Dataset excerpts

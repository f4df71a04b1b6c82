use std::path::Path;
use std::sync::Arc;

use axum::{
    Json, Router,
    extract::DefaultBodyLimit,
    routing::{delete, get, post},
};
use serde_json::json;
use tower_http::{
    services::{ServeDir, ServeFile},
    trace::TraceLayer,
};

use crate::{db::ContractStore, services::AnalysisService};

pub mod ask;
pub mod contracts;

/// Largest request body the server accepts (uploaded contract text included)
pub const MAX_BODY_BYTES: usize = 20 * 1024 * 1024;

/// Application state shared by all handlers
#[derive(Clone)]
pub struct AppState {
    pub store: Arc<ContractStore>,
    pub llm: Arc<dyn AnalysisService>,
}

impl AppState {
    pub fn new(store: Arc<ContractStore>, llm: Arc<dyn AnalysisService>) -> Self {
        Self { store, llm }
    }
}

/// Builds the application server: JSON API plus the static UI, with
/// `index.html` answering every path nothing else claims.
pub fn router(state: AppState, public_dir: &Path) -> Router {
    let ui = ServeDir::new(public_dir).fallback(ServeFile::new(public_dir.join("index.html")));

    Router::new()
        .route("/health", get(|| async { Json(json!({ "ok": true })) }))
        .route(
            "/api/contracts",
            get(contracts::list_contracts).post(contracts::save_contract),
        )
        .route("/api/contracts/{id}", delete(contracts::delete_contract))
        .route("/api/llm/ask-v2", post(ask::ask_v2))
        .route("/ask-doc-ui", post(ask::ask_doc_ui))
        .fallback_service(ui)
        .layer(DefaultBodyLimit::max(MAX_BODY_BYTES))
        .layer(TraceLayer::new_for_http())
        .with_state(state)
}
use thiserror::Error;

pub mod contract_store;

pub use contract_store::ContractStore;

/// Failures of the contract store
#[derive(Error, Debug)]
pub enum StoreError {
    #[error("{0}")]
    Validation(String),

    #[error("Contracts file cannot be read: {0}")]
    Unavailable(#[source] std::io::Error),

    #[error("Contracts file is not valid JSON: {0}")]
    Corrupt(#[source] serde_json::Error),

    #[error("Contracts could not be encoded: {0}")]
    Encode(#[source] serde_json::Error),

    #[error("Contracts file cannot be written: {0}")]
    Write(#[source] std::io::Error),
}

Task
The answer should consist solely of the lines from the first line above through the one with "pub mod contracts;", both included, repeated exactly.

Problem solution
repository f4df71a04b1b6c82
use std::path::Path;
use std::sync::Arc;

use axum::{
    Json, Router,
    extract::DefaultBodyLimit,
    routing::{delete, get, post},
};
use serde_json::json;
use tower_http::{
    services::{ServeDir, ServeFile},
    trace::TraceLayer,
};

use crate::{db::ContractStore, services::AnalysisService};

pub mod ask;
pub mod contracts;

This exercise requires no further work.